My little guy has a part of a hamster tube in his tank and he loves to play swimming through it. Dave, a really good friend of mine and betta expert told me about how his bettas loved their hamster tubes and that was enough to get me talked into buying a piece of hamster tubing for each of mine. Now that Diablo is my only baby left, I still enjoy having a good laugh at him playing through the tubing. One thing about the tubing is you never have to worry about the betta getting caught in it with large holes on each end.
Qwin used to love the 3/4 circle tubing set that he had and it floated so he really played a lot in it. I have a lot of pictures of him in it and peeking out at me.
They do like to explore and swim around and through things but do remember for safety sake to use the Rule of Thumb. Every opening to everything you put in the tank should be tested for smoothness and your thumb should be able to go in and out of every hole in every decoration or your betta is at risk. you may think they could not possibly get into the tiniest of holes but believe me they will try. I have seen many bettas die due to getting caught in a piece of decor and not be able to get out to get to the surface to breathe. by the time they are found it is too late and they are gone. The smoothness of all decor needs to be tested with a nylon stocking. If it snags the stocking then you need to take a piece of fine sandpaper or an emery board to smooth it until the stocking will glide over it without snagging. Otherwise you are asking for a rip or tear in those lovely fins that will take a while to heal or possibly get an infection and cause a problem.

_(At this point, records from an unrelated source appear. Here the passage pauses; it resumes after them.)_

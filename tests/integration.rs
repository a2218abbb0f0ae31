//! Integration tests for Yelp Explorer

use std::io::Write;

use tempfile::NamedTempFile;
use yelp_explorer::pipeline::hours::{extract_opening_times, RatingBucket};
use yelp_explorer::{
    load_file, run, Dataset, DatasetCache, FilterParams, PipelineConfig, Record, Weekday, NOISE,
};

/// Write JSON lines to a temp file the loader recognises by extension.
fn json_lines(lines: &[String]) -> NamedTempFile {
    let mut file = tempfile::Builder::new().suffix(".json").tempfile().unwrap();
    for line in lines {
        writeln!(file, "{line}").unwrap();
    }
    file
}

fn listing(id: &str, lat: f64, lon: f64, stars: f64, reviews: u64, city: &str) -> String {
    format!(
        r#"{{"business_id":"{id}","name":"Place {id}","city":"{city}","state":"PA","latitude":{lat},"longitude":{lon},"stars":{stars},"review_count":{reviews},"categories":"Restaurants, Pizza","hours":{{"Monday":"8:0-20:0","Tuesday":"9:30-17:0"}}}}"#
    )
}

/// Five listings packed around (40.0, -75.0) and one far away.
fn create_test_listings() -> NamedTempFile {
    let mut lines: Vec<String> = (0..5)
        .map(|i| {
            listing(
                &format!("p{i}"),
                40.0 + i as f64 * 0.001,
                -75.0 + i as f64 * 0.001,
                3.5 + i as f64 * 0.25,
                10 * (i + 1),
                if i < 3 { "Philadelphia" } else { "Camden" },
            )
        })
        .collect();
    lines.push(listing("far", 10.0, 10.0, 2.0, 999, "Nowhere"));
    json_lines(&lines)
}

#[test]
fn test_end_to_end_pipeline() {
    let file = create_test_listings();
    let dataset = load_file(file.path(), 100).unwrap();
    assert_eq!(dataset.len(), 6);

    let output = run(
        &dataset,
        &FilterParams::unrestricted(&dataset),
        &PipelineConfig::default(),
    )
    .unwrap();

    // One cluster for the packed listings, the far one is noise
    assert_eq!(output.clusters.len(), 1);
    let cluster = &output.clusters[0];
    assert_ne!(cluster.id, NOISE);
    assert_eq!(cluster.size, 5);
    assert_eq!(cluster.total_reviews, 150);
    assert_eq!(cluster.label, "Philadelphia");
    assert!((cluster.mean_latitude - 40.002).abs() < 1e-9);
    assert!((cluster.mean_rating - 4.0).abs() < 1e-9);
    assert_eq!(output.view.noise_count(), 1);
    assert_eq!(output.view.cluster_ids[5], Some(NOISE));

    // Two schedule entries per listing
    assert_eq!(output.opening_hours.samples.len(), 12);
    assert_eq!(output.opening_hours.diagnostics.skipped(), 0);

    assert_eq!(output.top_categories.len(), 2);
    assert_eq!(output.top_categories[0].count, 6);

    assert_eq!(output.kpis.business_count, 6);
    assert_eq!(output.kpis.total_reviews, 1149);
}

#[test]
fn test_cluster_reviews_match_member_sum() {
    let file = create_test_listings();
    let mut records = load_file(file.path(), 100).unwrap().records;

    // Listings without usable coordinates pass the filter but are never clustered.
    let unplaced = |id: &str, latitude: Option<f64>| Record {
        id: id.to_string(),
        name: id.to_string(),
        city: Some("Philadelphia".to_string()),
        state: None,
        latitude,
        longitude: Some(-75.0),
        rating: 4.0,
        review_count: 5000,
        categories: None,
        hours: None,
    };
    records.push(unplaced("no-coords", None));
    records.push(unplaced("nan-coords", Some(f64::NAN)));
    let dataset = Dataset::from_records(records);

    let config = PipelineConfig {
        min_samples: 2,
        ..PipelineConfig::default()
    };
    let output = run(&dataset, &FilterParams::unrestricted(&dataset), &config).unwrap();
    assert_eq!(output.view.len(), 8);
    assert_eq!(output.view.cluster_ids[6], None);
    assert_eq!(output.view.cluster_ids[7], None);

    let from_clusters: u64 = output.clusters.iter().map(|c| c.total_reviews).sum();
    let from_members: u64 = output
        .view
        .records(&dataset)
        .filter(|r| r.coordinates().is_some())
        .zip(output.view.cluster_ids.iter().flatten())
        .filter(|(_, id)| **id != NOISE)
        .map(|(r, _)| r.review_count)
        .sum();
    assert_eq!(from_clusters, from_members);
    assert_eq!(from_clusters, 150);
    assert!(output.clusters.iter().all(|c| c.id != NOISE));
}

#[test]
fn test_monday_opening_sample() {
    let file = json_lines(&[r#"{"business_id":"m","name":"Diner","stars":4.2,"review_count":3,"hours":{"Monday":"08:00-20:00"}}"#.to_string()]);
    let dataset = load_file(file.path(), 10).unwrap();

    let hours = extract_opening_times(dataset.records.iter());
    assert_eq!(hours.samples.len(), 1);
    let sample = &hours.samples[0];
    assert_eq!(sample.weekday, Weekday::Monday);
    assert_eq!(sample.opening_hour, 8);
    assert_eq!(sample.rating, 4.2);
    assert_eq!(sample.bucket, Some(RatingBucket::Four));
    assert_eq!(RatingBucket::Four.label(), "4");

    // Extraction has no side effects
    assert_eq!(extract_opening_times(dataset.records.iter()), hours);
}

#[test]
fn test_empty_filtered_set() {
    let file = create_test_listings();
    let dataset = load_file(file.path(), 100).unwrap();
    let params = FilterParams {
        min_rating: 5.0,
        max_review_count: 1,
    };
    let output = run(&dataset, &params, &PipelineConfig::default()).unwrap();

    assert!(output.view.is_empty());
    assert!(output.clusters.is_empty());
    assert!(output.opening_hours.samples.is_empty());
    assert!(output.top_categories.is_empty());
    assert_eq!(output.kpis.mean_rating, None);
    assert!(output.rating_summary.is_none());
}

#[test]
fn test_category_ranking_is_capped() {
    let lines: Vec<String> = (0..15)
        .map(|i| {
            format!(
                r#"{{"business_id":"c{i}","name":"n","stars":3.0,"review_count":1,"categories":"Restaurants, Kind{i}"}}"#
            )
        })
        .collect();
    let file = json_lines(&lines);
    let dataset = load_file(file.path(), 100).unwrap();
    let output = run(
        &dataset,
        &FilterParams::unrestricted(&dataset),
        &PipelineConfig::default(),
    )
    .unwrap();

    assert_eq!(output.top_categories.len(), 10);
    assert_eq!(output.top_categories[0].category, "Restaurants");
    assert_eq!(output.top_categories[0].count, 15);
    // Ties keep first-seen order
    assert_eq!(output.top_categories[1].category, "Kind0");
}

#[test]
fn test_cache_reload_picks_up_changes() {
    let mut file = create_test_listings();
    let mut cache = DatasetCache::new(file.path(), 100);
    assert!(!cache.is_loaded());

    let first = cache.get_or_load().unwrap();
    assert_eq!(first.len(), 6);
    assert!(cache.is_loaded());

    writeln!(file, "{}", listing("late", 40.0, -75.0, 4.0, 1, "Philadelphia")).unwrap();
    file.flush().unwrap();

    // Cached until an explicit reload
    assert_eq!(cache.get_or_load().unwrap().len(), 6);
    assert_eq!(cache.reload().unwrap().len(), 7);
}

The important thing is that they have a warm and filtered environment. It needs a constant and stable temperature of about 78 to 80 degrees Fahrenheit. I am a big fan of sponge filters with bettas as they are easily controlled to keep from throwing them around in a current but I also have used stronger filters with a baffle to control the flow to break it down to keep them safe. They do like an airstone though and my little guys all loved to play in bubbles but if you have a sponge filter it takes the place of filter and airstone too.
I hope this helps you and I suppose there will be others with other opinions but this is the way I have mine and have for years. They seem to like the way they live and are my spoiled little fellows.